WHAT YOU ARE ASKED TO DO: Copy out exactly the lines from the start of the data to the line containing "for position records.". Include both.

RECORD SET:
════

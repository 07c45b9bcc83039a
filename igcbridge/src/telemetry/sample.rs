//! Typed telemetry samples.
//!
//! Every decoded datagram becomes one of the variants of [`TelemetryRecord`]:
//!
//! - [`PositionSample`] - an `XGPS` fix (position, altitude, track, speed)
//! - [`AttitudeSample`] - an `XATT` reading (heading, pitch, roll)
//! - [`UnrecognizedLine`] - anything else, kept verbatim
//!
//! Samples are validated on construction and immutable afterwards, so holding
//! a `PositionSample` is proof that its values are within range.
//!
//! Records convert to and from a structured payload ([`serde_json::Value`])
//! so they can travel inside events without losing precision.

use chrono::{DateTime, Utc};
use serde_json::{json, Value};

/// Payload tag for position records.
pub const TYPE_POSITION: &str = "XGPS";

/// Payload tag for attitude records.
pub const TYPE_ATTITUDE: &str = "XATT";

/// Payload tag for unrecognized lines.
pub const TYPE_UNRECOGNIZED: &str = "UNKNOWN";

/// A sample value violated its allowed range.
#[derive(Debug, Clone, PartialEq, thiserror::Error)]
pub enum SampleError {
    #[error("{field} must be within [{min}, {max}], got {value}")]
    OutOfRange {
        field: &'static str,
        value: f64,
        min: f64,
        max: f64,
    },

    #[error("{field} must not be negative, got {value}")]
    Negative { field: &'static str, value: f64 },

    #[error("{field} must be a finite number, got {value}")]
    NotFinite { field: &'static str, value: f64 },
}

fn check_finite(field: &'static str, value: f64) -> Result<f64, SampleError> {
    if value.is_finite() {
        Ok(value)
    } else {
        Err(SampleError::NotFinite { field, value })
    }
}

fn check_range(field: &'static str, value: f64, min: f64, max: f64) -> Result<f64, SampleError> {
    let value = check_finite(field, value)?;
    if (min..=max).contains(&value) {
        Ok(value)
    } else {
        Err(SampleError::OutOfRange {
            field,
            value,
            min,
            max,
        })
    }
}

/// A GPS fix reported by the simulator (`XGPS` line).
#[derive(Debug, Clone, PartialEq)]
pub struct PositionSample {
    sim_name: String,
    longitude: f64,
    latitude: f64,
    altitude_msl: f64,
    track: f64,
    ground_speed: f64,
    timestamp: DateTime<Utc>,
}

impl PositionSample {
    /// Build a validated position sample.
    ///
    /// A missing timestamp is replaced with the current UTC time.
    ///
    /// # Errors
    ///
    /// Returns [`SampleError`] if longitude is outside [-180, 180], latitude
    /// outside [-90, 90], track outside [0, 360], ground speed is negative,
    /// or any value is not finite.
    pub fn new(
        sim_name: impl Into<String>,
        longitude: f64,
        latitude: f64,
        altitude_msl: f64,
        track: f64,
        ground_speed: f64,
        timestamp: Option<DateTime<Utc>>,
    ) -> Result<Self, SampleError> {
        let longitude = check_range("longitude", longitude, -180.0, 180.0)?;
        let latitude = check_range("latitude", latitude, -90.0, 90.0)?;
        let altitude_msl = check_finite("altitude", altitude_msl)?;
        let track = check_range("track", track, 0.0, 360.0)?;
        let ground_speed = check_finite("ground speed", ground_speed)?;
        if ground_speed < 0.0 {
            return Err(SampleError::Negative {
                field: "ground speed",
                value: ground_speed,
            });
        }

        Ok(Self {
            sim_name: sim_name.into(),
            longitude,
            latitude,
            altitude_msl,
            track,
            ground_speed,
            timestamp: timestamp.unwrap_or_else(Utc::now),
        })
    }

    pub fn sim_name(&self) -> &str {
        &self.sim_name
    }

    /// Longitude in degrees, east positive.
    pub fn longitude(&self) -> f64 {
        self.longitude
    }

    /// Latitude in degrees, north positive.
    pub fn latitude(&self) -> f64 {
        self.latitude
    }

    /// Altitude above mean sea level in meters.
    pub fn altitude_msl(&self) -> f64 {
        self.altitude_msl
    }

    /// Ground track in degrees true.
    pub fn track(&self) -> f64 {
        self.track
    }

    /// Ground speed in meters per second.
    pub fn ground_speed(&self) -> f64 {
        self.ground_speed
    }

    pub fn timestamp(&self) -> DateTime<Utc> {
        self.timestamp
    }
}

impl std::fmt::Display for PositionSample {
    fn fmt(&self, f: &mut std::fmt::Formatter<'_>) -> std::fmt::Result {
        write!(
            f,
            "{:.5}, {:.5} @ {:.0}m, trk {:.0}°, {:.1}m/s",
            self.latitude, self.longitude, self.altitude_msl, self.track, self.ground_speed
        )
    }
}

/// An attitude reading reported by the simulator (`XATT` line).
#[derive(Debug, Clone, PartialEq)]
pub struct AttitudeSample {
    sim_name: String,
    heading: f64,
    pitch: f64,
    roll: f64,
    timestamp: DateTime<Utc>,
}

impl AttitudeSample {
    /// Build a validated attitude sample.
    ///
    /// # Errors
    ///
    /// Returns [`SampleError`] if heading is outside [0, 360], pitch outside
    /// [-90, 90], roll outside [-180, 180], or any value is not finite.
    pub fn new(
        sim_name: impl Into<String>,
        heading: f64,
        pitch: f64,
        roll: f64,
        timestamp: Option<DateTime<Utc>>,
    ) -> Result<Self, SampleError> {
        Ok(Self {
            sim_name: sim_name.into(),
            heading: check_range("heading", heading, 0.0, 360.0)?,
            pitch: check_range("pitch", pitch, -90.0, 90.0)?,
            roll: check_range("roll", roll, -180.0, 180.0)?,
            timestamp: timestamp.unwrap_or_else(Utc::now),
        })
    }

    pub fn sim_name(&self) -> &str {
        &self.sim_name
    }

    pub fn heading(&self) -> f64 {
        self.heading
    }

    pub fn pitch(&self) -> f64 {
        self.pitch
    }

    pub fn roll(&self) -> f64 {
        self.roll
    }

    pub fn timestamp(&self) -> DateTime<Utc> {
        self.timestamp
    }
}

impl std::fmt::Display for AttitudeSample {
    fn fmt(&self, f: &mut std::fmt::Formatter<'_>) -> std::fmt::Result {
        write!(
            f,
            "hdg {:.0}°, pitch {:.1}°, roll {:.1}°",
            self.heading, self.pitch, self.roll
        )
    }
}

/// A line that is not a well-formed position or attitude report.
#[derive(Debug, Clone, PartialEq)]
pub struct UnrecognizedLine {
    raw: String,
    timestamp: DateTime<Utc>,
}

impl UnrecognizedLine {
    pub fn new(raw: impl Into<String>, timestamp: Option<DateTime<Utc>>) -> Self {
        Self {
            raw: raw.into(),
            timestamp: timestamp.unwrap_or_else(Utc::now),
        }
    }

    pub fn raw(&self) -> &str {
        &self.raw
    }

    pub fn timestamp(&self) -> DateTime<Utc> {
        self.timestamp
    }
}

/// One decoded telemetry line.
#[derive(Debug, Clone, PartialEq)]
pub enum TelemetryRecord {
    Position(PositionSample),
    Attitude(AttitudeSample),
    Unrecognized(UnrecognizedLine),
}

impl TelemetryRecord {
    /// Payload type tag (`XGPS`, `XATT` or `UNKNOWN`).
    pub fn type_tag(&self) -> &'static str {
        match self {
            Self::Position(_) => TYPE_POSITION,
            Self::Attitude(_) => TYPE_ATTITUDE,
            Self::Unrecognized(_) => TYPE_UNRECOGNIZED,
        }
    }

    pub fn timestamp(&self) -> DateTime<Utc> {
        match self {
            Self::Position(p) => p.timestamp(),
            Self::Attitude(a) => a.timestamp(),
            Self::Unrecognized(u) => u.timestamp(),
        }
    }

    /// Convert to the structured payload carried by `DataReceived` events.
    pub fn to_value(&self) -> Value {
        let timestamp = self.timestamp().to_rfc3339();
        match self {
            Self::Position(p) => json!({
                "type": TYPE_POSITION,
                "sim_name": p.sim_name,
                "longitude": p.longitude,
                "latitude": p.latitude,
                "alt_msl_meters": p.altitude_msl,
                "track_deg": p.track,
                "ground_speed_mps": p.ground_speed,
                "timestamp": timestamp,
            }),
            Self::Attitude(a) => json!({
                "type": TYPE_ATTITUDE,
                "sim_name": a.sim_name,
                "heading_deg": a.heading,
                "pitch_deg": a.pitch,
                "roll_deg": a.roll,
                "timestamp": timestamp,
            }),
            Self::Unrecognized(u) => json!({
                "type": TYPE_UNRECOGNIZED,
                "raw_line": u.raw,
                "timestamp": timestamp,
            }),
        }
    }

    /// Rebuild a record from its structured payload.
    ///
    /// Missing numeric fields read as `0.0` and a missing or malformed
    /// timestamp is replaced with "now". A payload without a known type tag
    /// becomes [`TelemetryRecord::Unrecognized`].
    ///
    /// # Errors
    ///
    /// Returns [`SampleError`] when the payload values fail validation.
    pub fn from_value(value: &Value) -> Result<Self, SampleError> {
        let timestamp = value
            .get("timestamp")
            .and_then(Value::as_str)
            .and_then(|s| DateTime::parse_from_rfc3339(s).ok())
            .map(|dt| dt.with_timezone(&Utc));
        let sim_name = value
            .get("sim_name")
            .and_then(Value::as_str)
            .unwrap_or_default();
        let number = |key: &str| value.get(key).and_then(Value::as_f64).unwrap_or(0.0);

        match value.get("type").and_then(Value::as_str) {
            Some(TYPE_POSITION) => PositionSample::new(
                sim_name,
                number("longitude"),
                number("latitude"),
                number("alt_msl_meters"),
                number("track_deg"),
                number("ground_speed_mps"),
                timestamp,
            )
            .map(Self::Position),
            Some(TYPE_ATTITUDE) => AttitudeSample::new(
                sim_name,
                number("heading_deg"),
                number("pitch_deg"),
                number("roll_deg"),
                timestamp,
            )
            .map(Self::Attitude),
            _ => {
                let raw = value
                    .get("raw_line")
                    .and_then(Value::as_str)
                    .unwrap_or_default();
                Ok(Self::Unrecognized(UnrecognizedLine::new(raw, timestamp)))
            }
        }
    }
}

════

RESPONSE TO THIS TASK:
repository 07c45b9bcc83039a
filename igcbridge/src/telemetry/sample.rs
//! Typed telemetry samples.
//!
//! Every decoded datagram becomes one of the variants of [`TelemetryRecord`]:
//!
//! - [`PositionSample`] - an `XGPS` fix (position, altitude, track, speed)
//! - [`AttitudeSample`] - an `XATT` reading (heading, pitch, roll)
//! - [`UnrecognizedLine`] - anything else, kept verbatim
//!
//! Samples are validated on construction and immutable afterwards, so holding
//! a `PositionSample` is proof that its values are within range.
//!
//! Records convert to and from a structured payload ([`serde_json::Value`])
//! so they can travel inside events without losing precision.

use chrono::{DateTime, Utc};
use serde_json::{json, Value};

/// Payload tag for position records.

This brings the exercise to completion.